As well as resembling the famed cap, there are other aspects of the appearance of liberty caps that you should know about. These features will help you identify them. This species is more or less indistinguishable from Psilocybe pelliculosa. The latter differs in that it has smaller spores.

Liberty Cap Identification

Liberty cap mushroom cap
Liberty Cap Mushroom Cap: The cap of Psilocybe semilanceata is 5-30 mm in diameter and 6-22 mm tall. They vary in shape from sharply conical to bell-shaped, often with a prominent papilla (the nipple-shaped structure). The cap does not change significantly as the mushroom ages. The cap margin initially rolls inwards, but it unrolls to become straight or even curled upwards as the mushroom matures. Also, the cap is hygrophanous, as it dries out it takes on lighter colors. When moist, the cap is ochre to pale brown to chestnut brown and darker in the center. When dry, the cap is much paler, more like a light yellow-brown color. The caps have a sticky surface when moist.
Liberty Cap Gill: The underside of the mushroom’s cap has between 15 and 27 individual narrow gills, moderately crowded together. Their color is initially pale brown but they become dark gray to purple-brown with a lighter edge as the mushroom matures.
Liberty Cap Stem: A slender yellowish-brown stipe is 4-5 cm long and 1-3.5mm thick. It is typically slightly thicker toward the base.
  • Spores: Liberty cap spores are ellipsoidal and smooth.
  • Taste and Odor: Farinaceous (like freshly ground flour).

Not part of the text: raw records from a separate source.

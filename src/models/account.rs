//! Account model
//!
//! Represents the currency balances shown as cards on the dashboard. Accounts
//! come from the seed only: they are never created or deleted at runtime, and
//! the only field that changes is the balance.

use serde::{Deserialize, Serialize};
use std::fmt;

use super::ids::AccountId;
use super::money::Money;

/// ISO-style currency code ("EUR", "USD", ...)
///
/// Kept as an open string newtype rather than a closed enum: the dashboard
/// treats codes opaquely and only ever compares them for equality.
#[derive(Debug, Clone, PartialEq, Eq, Hash, Serialize, Deserialize)]
#[serde(transparent)]
pub struct CurrencyCode(String);

impl CurrencyCode {
    /// View the code as a string slice
    pub fn as_str(&self) -> &str {
        &self.0
    }
}

impl fmt::Display for CurrencyCode {
    fn fmt(&self, f: &mut fmt::Formatter<'_>) -> fmt::Result {
        write!(f, "{}", self.0)
    }
}

impl From<&str> for CurrencyCode {
    fn from(s: &str) -> Self {
        Self(s.to_string())
    }
}

/// A currency account
#[derive(Debug, Clone, Serialize, Deserialize)]
pub struct Account {
    /// Unique, stable identifier
    pub id: AccountId,

    /// Currency this account holds
    pub currency: CurrencyCode,

    /// Current balance
    pub balance: Money,

    /// Flag glyph shown on the account card
    pub flag: String,

    /// Masked account number (".. 64818")
    pub account_number: String,
}

impl Account {
    /// Create an account
    pub fn new(
        id: impl Into<AccountId>,
        currency: impl Into<CurrencyCode>,
        balance: Money,
        flag: impl Into<String>,
        account_number: impl Into<String>,
    ) -> Self {
        Self {
            id: id.into(),
            currency: currency.into(),
            balance,
            flag: flag.into(),
            account_number: account_number.into(),
        }
    }
}

impl fmt::Display for Account {
    fn fmt(&self, f: &mut fmt::Formatter<'_>) -> fmt::Result {
        write!(f, "{} {}", self.balance.format_grouped(), self.currency)
    }
}
//! TUI dialogs
//!
//! Modal overlays: the add-transaction form and the help screen.

pub mod add_transaction;
pub mod help;

pub use add_transaction::TransactionForm;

Liberty Cap Mushroom Look-Alikes

There are some liberty cap lookalikes you should be aware of. These include Panaeolus semiovatus (the Dung Roundhead), which is usually larger and does not have a pointed cap, and Panaeolina foenisecii (the Brown Mottlegill), which is very similar in color but is usually larger and does not have a pointed cap.

Where Do Liberty Caps Grow?

Liberty caps grow solitarily or in groups on rich and acidic soil, usually in grasslands, such as meadows, pastures, or lawns. You can often find these mushrooms in pastures, where sheep and cow dung fertilize the soil. However, the mushrooms do not grow directly on the dung as Psilocybe cubensis mushrooms do.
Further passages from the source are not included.